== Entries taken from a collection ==
· · · · · · ·

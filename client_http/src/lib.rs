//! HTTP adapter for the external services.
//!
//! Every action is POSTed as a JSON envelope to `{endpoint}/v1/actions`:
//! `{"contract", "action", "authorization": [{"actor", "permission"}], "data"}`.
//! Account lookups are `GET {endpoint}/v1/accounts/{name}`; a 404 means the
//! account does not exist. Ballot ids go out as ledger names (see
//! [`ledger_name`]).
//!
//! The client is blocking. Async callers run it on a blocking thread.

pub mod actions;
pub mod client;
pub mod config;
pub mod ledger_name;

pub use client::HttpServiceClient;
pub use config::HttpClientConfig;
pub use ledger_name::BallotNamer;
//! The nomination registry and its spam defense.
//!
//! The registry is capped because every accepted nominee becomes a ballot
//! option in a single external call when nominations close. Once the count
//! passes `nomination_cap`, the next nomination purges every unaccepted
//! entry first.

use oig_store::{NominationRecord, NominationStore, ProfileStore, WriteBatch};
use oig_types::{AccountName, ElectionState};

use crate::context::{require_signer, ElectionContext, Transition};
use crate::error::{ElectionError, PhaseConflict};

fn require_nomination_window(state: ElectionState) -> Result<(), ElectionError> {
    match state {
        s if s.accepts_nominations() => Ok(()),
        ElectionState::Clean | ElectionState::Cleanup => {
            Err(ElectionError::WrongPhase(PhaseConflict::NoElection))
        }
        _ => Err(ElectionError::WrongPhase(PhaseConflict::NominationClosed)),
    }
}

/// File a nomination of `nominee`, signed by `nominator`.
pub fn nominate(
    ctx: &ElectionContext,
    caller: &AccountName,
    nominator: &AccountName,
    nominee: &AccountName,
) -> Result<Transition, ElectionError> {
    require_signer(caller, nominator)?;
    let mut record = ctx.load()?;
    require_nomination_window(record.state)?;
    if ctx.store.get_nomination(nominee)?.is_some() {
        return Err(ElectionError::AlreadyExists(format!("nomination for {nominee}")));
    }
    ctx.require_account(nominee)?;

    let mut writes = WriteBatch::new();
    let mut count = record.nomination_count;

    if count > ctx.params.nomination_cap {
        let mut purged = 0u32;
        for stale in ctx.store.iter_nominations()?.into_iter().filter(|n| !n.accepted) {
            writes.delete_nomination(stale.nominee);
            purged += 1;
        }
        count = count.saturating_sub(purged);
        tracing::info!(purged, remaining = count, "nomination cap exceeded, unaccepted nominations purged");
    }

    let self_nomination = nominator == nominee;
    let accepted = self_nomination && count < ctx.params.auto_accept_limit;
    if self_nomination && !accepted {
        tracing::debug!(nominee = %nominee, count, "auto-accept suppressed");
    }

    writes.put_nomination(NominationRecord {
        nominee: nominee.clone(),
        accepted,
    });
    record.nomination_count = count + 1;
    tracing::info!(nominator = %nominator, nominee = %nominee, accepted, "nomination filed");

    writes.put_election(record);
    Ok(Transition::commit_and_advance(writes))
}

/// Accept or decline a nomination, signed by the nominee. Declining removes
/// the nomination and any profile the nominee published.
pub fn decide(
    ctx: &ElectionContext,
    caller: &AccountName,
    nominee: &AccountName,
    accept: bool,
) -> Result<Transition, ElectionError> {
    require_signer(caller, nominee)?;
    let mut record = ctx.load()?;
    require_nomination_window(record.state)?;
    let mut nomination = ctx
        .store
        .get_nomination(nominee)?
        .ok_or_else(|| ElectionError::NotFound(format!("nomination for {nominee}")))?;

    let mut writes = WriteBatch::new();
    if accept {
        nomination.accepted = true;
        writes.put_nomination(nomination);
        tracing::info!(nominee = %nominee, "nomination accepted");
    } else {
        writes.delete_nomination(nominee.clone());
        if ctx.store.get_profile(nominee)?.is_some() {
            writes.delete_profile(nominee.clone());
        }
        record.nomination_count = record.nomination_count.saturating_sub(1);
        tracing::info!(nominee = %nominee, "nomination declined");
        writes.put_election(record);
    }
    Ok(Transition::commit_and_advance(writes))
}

· · · · · · ·

== WORK REQUIRED ==
Every record shown above should appear again in your answer, unchanged.

== RESULT ==
filename client_http/src/lib.rs
//! HTTP adapter for the external services.
//!
//! Every action is POSTed as a JSON envelope to `{endpoint}/v1/actions`:
//! `{"contract", "action", "authorization": [{"actor", "permission"}], "data"}`.
//! Account lookups are `GET {endpoint}/v1/accounts/{name}`; a 404 means the
//! account does not exist. Ballot ids go out as ledger names (see
//! [`ledger_name`]).
//!
//! The client is blocking. Async callers run it on a blocking thread.

pub mod actions;
pub mod client;
pub mod config;
pub mod ledger_name;

pub use client::HttpServiceClient;
pub use config::HttpClientConfig;
pub use ledger_name::BallotNamer;
//! The nomination registry and its spam defense.
//!
//! The registry is capped because every accepted nominee becomes a ballot
//! option in a single external call when nominations close. Once the count
//! passes `nomination_cap`, the next nomination purges every unaccepted
//! entry first.

use oig_store::{NominationRecord, NominationStore, ProfileStore, WriteBatch};
use oig_types::{AccountName, ElectionState};

use crate::context::{require_signer, ElectionContext, Transition};
use crate::error::{ElectionError, PhaseConflict};

fn require_nomination_window(state: ElectionState) -> Result<(), ElectionError> {
    match state {
        s if s.accepts_nominations() => Ok(()),
        ElectionState::Clean | ElectionState::Cleanup => {
            Err(ElectionError::WrongPhase(PhaseConflict::NoElection))
        }
        _ => Err(ElectionError::WrongPhase(PhaseConflict::NominationClosed)),
    }
}

/// File a nomination of `nominee`, signed by `nominator`.
pub fn nominate(
    ctx: &ElectionContext,
    caller: &AccountName,
    nominator: &AccountName,
    nominee: &AccountName,
) -> Result<Transition, ElectionError> {
    require_signer(caller, nominator)?;
    let mut record = ctx.load()?;
    require_nomination_window(record.state)?;
    if ctx.store.get_nomination(nominee)?.is_some() {
        return Err(ElectionError::AlreadyExists(format!("nomination for {nominee}")));
    }
    ctx.require_account(nominee)?;

    let mut writes = WriteBatch::new();
    let mut count = record.nomination_count;

    if count > ctx.params.nomination_cap {
        let mut purged = 0u32;
        for stale in ctx.store.iter_nominations()?.into_iter().filter(|n| !n.accepted) {
            writes.delete_nomination(stale.nominee);
            purged += 1;
        }
        count = count.saturating_sub(purged);
        tracing::info!(purged, remaining = count, "nomination cap exceeded, unaccepted nominations purged");
    }

    let self_nomination = nominator == nominee;
    let accepted = self_nomination && count < ctx.params.auto_accept_limit;
    if self_nomination && !accepted {
        tracing::debug!(nominee = %nominee, count, "auto-accept suppressed");
    }

    writes.put_nomination(NominationRecord {
        nominee: nominee.clone(),
        accepted,
    });
    record.nomination_count = count + 1;
    tracing::info!(nominator = %nominator, nominee = %nominee, accepted, "nomination filed");

    writes.put_election(record);
    Ok(Transition::commit_and_advance(writes))
}

/// Accept or decline a nomination, signed by the nominee. Declining removes
/// the nomination and any profile the nominee published.
pub fn decide(
    ctx: &ElectionContext,
    caller: &AccountName,
    nominee: &AccountName,
    accept: bool,
) -> Result<Transition, ElectionError> {
    require_signer(caller, nominee)?;
    let mut record = ctx.load()?;
    require_nomination_window(record.state)?;
    let mut nomination = ctx
        .store
        .get_nomination(nominee)?
        .ok_or_else(|| ElectionError::NotFound(format!("nomination for {nominee}")))?;

    let mut writes = WriteBatch::new();
    if accept {
        nomination.accepted = true;
        writes.put_nomination(nomination);
        tracing::info!(nominee = %nominee, "nomination accepted");
    } else {
        writes.delete_nomination(nominee.clone());
        if ctx.store.get_profile(nominee)?.is_some() {
            writes.delete_profile(nominee.clone());
        }
        record.nomination_count = record.nomination_count.saturating_sub(1);
        tracing::info!(nominee = %nominee, "nomination declined");
        writes.put_election(record);
    }
    Ok(Transition::commit_and_advance(writes))
}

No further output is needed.